Six Things That Should Be In Every Camera Bag
It’s the age old battle between weight and convenience. As you progress in photography it’s inevitable that you’ll start collecting more gear and more of it will end up finding its way into your camera bag. One day you’ll lift that bag and it will feel like someone stashed a lead brick in the bottom.
At a certain point you’ll have to make a decision about what to keep and what stays behind. That decision came to me when I bought a city bike and was forced to make decisions based on weight. I had to trim my gear to a bare minimum, so I laid it all out and made the painful choices. Here’s what I had left, which I consider essential items in every camera bag.
1. A Fixed Focal Length Manual Lens
Modern lenses are a marvel of sophisticated technology. High speed micro focusing motors, advanced lens coatings and precision engineering produce glass that is truly amazing. But all that technology also means they’re subject to failure. Many newer lenses don’t even have aperture rings, so if you lose the communication between the camera and lens, you’re stuck.
Consequently my spare lens is all manual with its own aperture ring. If the shutter still works on the camera, I know I can always fall back on my spare manual lens if something happens to my zoom. It may be old school to focus yourself and manually set the aperture but those of us growing up during the film era did that all the time. It just takes a little practice.
2. A Rain Cover
I carry two types: One that fits just the camera and another that covers the camera and external flash. These are the el cheapo plastic sleeves and they line the bottom of my camera bag. Around here you not only have to worry about sudden cloudbursts but many of the locations I shoot are subject to salt spray and blowing sand.
I’ve use my rain sleeve anywhere there’s dust, dirt, water or mud. At less than $10 USD they’re cheap insurance and disposable if you accidentally tear one.
3. A Sealed Cleaning Cloth
Carrying an unprotected cleaning cloth around in your camera bag is a big mistake. They’re made to attract dust and dirt which, coincidentally, usually ends up collecting in the same place your cleaning cloth ends up. If you have to shake the dirt out of a cleaning cloth, you shouldn’t be using it on your camera gear!

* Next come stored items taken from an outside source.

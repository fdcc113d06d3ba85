//! End-to-end tests for the registration trigger: link minting, fail-closed
//! behavior without a secret, and webhook delivery (against a wiremock
//! server).

mod common;

use std::sync::Arc;
use std::time::Duration;

use axum::http::StatusCode;
use chrono::Utc;
use serde_json::json;
use wiremock::matchers::{method, path};
use wiremock::{Mock, MockServer, ResponseTemplate};

use common::{post_json, send, test_config, test_state, MemStore, TEST_SECRET};
use devgate::capability::{self, Action};

async fn mock_channel() -> MockServer {
    let server = MockServer::start().await;
    Mock::given(method("POST"))
        .and(path("/"))
        .respond_with(ResponseTemplate::new(200))
        .mount(&server)
        .await;
    server
}

/// Delivery runs on a spawned task, so poll the mock server until the
/// expected number of requests has arrived (bounded at two seconds).
async fn delivered_requests(server: &MockServer, expected: usize) -> Vec<wiremock::Request> {
    for _ in 0..100 {
        let requests = server.received_requests().await.unwrap();
        if requests.len() >= expected {
            return requests;
        }
        tokio::time::sleep(Duration::from_millis(20)).await;
    }
    server.received_requests().await.unwrap()
}

fn extract_token(message: &str, device_id: &str, action: &str) -> String {
    let marker = format!("/devices/{}/{}?token=", device_id, action);
    let start = message.find(&marker).unwrap() + marker.len();
    let rest = &message[start..];
    let end = rest.find(char::is_whitespace).unwrap_or(rest.len());
    urlencoding::decode(&rest[..end]).unwrap().into_owned()
}

#[tokio::test]
async fn registration_notifies_with_three_verifiable_links() {
    let channel = mock_channel().await;
    let mut config = test_config(Some(TEST_SECRET));
    config.webhook_urls = vec![channel.uri()];
    let state = test_state(Arc::new(MemStore::default()), config);

    let (status, body) = send(
        state,
        post_json(
            "/devices",
            json!({ "deviceId": "dev-9", "name": "gate cam", "type": "camera" }),
        ),
    )
    .await;
    assert_eq!(status, StatusCode::OK);
    assert_eq!(body["body"], "OK");

    let requests = delivered_requests(&channel, 1).await;
    assert_eq!(requests.len(), 1);
    let event: serde_json::Value = serde_json::from_slice(&requests[0].body).unwrap();
    assert_eq!(event["event_type"], "device_registered");
    assert_eq!(event["device_id"], "dev-9");

    let message = event["message"].as_str().unwrap();
    assert!(message.contains("deviceId: dev-9"));
    assert!(message.contains("gate cam"));
    assert!(message.contains("camera"));

    // Each embedded token verifies for exactly its own (device, action) pair.
    let now = Utc::now();
    for action in Action::ALL {
        let token = extract_token(message, "dev-9", action.as_str());
        let claims = capability::verify(TEST_SECRET, &token, "dev-9", action, now).unwrap();
        assert_eq!(claims.device_id, "dev-9");
        assert_eq!(claims.action, action);
    }
}

#[tokio::test]
async fn registration_without_secret_still_notifies_but_omits_links() {
    let channel = mock_channel().await;
    let mut config = test_config(None);
    config.webhook_urls = vec![channel.uri()];
    let state = test_state(Arc::new(MemStore::default()), config);

    let (status, _) = send(state, post_json("/devices", json!({ "deviceId": "dev-9" }))).await;
    assert_eq!(status, StatusCode::OK);

    let requests = delivered_requests(&channel, 1).await;
    assert_eq!(requests.len(), 1);
    let event: serde_json::Value = serde_json::from_slice(&requests[0].body).unwrap();
    let message = event["message"].as_str().unwrap();
    assert!(message.contains("deviceId: dev-9"));
    // Fail closed: no secret, no links.
    assert!(!message.contains("token="));
}

#[tokio::test]
async fn registration_defaults_missing_name_and_type_to_empty() {
    let channel = mock_channel().await;
    let mut config = test_config(Some(TEST_SECRET));
    config.webhook_urls = vec![channel.uri()];
    let state = test_state(Arc::new(MemStore::default()), config);

    let (status, _) = send(state, post_json("/devices", json!({ "deviceId": "dev-9" }))).await;
    assert_eq!(status, StatusCode::OK);

    let requests = delivered_requests(&channel, 1).await;
    let event: serde_json::Value = serde_json::from_slice(&requests[0].body).unwrap();
    let message = event["message"].as_str().unwrap();
    assert!(message.contains("type:     \n"));
    assert!(message.contains("name:     \n"));
}

#[tokio::test]
async fn registration_without_device_id_is_rejected_and_not_published() {
    let channel = mock_channel().await;
    let mut config = test_config(Some(TEST_SECRET));
    config.webhook_urls = vec![channel.uri()];
    let state = test_state(Arc::new(MemStore::default()), config);

    for body in [json!({}), json!({ "deviceId": "" }), json!({ "name": "x" })] {
        let (status, resp) = send(state.clone(), post_json("/devices", body)).await;
        assert_eq!(status, StatusCode::BAD_REQUEST);
        assert_eq!(resp["body"], "Invalid request");
    }

    // Give any stray spawned delivery a moment to land before asserting
    // nothing was published.
    tokio::time::sleep(Duration::from_millis(100)).await;
    let requests = channel.received_requests().await.unwrap();
    assert!(requests.is_empty());
}

#[tokio::test]
async fn registration_without_channel_is_server_error() {
    // No webhook URLs configured at all.
    let state = test_state(Arc::new(MemStore::default()), test_config(Some(TEST_SECRET)));

    let (status, body) = send(state, post_json("/devices", json!({ "deviceId": "dev-9" }))).await;
    assert_eq!(status, StatusCode::INTERNAL_SERVER_ERROR);
    assert_eq!(body["body"], "Invalid server params or request");
}

#[tokio::test]
async fn deliveries_are_signed_when_a_webhook_secret_is_set() {
    let channel = mock_channel().await;
    let mut config = test_config(Some(TEST_SECRET));
    config.webhook_urls = vec![channel.uri()];
    config.webhook_secret = Some("channel-signing-secret".to_string());
    let state = test_state(Arc::new(MemStore::default()), config);

    send(state, post_json("/devices", json!({ "deviceId": "dev-9" }))).await;

    let requests = delivered_requests(&channel, 1).await;
    assert_eq!(requests.len(), 1);
    let sig = requests[0]
        .headers
        .get("x-devgate-signature")
        .expect("delivery should be signed")
        .to_str()
        .unwrap();
    assert!(sig.starts_with("sha256="));
    let event_header = requests[0]
        .headers
        .get("x-devgate-event")
        .unwrap()
        .to_str()
        .unwrap();
    assert_eq!(event_header, "device_registered");
}

#[tokio::test]
async fn registration_responds_before_slow_delivery_completes() {
    let channel = MockServer::start().await;
    Mock::given(method("POST"))
        .and(path("/"))
        .respond_with(ResponseTemplate::new(200).set_delay(Duration::from_secs(5)))
        .mount(&channel)
        .await;

    let mut config = test_config(Some(TEST_SECRET));
    config.webhook_urls = vec![channel.uri()];
    let state = test_state(Arc::new(MemStore::default()), config);

    // Delivery runs off the request path: the endpoint must answer long
    // before the channel acknowledges (or retries, on a dead channel).
    let (status, body) = tokio::time::timeout(
        Duration::from_secs(2),
        send(state, post_json("/devices", json!({ "deviceId": "dev-9" }))),
    )
    .await
    .expect("registration must not wait on webhook delivery");
    assert_eq!(status, StatusCode::OK);
    assert_eq!(body["body"], "OK");

    // The event was still handed to the channel.
    let requests = delivered_requests(&channel, 1).await;
    assert_eq!(requests.len(), 1);
}
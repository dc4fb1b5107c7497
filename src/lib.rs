//! Deterministic procedural universe generation library
//!
//! Generates galaxies of star systems, planets, and moons from a single
//! seed, reproducibly, with save/restore of generator state so unrelated
//! generation calls never perturb each other.

pub mod bodies;
pub mod rng;
pub mod sector;
pub mod seeds;
pub mod verse;
pub mod word_banks;

pub use bodies::{Moon, MoonType, Planet, PlanetClass, StarSystem, StarType, TerrainPreset, Universe};
pub use rng::{GeneratorState, Lehmer32};
pub use seeds::SeedInput;
pub use verse::Verse;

Get the micro-fibre cleaning cloths that are sealed in individual packages. When you use one, throw it away. Yes, they’re a little expensive to just toss but so are cameras and lenses.
4. A Spare Data Card
The most likely point of failure on your camera has little to do with the camera itself, it’s your data card. I’ve had good ones and cheap ones alike fail and I carry at least two spares taped to my camera strap. If you use a hand grip instead of a neck strap, then make sure you have at least one spare data card in a sealed container with you at all times.
5. A Spare Battery
The second most likely single point of failure on your camera is the battery. Your camera can accidentally get switched on in the bag, it’s easy to forget to check and sometimes they just get old and die. Leaving without a spare battery is a no go for me.
6. A Variable ND Filter and Circular Polarizer
Unless you want to shoot at f/22 all day, you’ll want to carry both a variable ND filter and circular polarizer for both your lenses.
For shooting outdoors in daylight, I leave my CP on all the time. It tends to darken the sky and softens the highlights from reflections. Besides that I just like the colors better, I’m all about the saturation.
Those are the items that make my bare minimum daylight shooting list. If I was going to add anything else it would be an external flash and a spare pack of batteries. I use external flash a lot, even outdoors in broad daylight. After that would be a monopod or lightweight tripod and, if it’s a paying job, a spare camera body.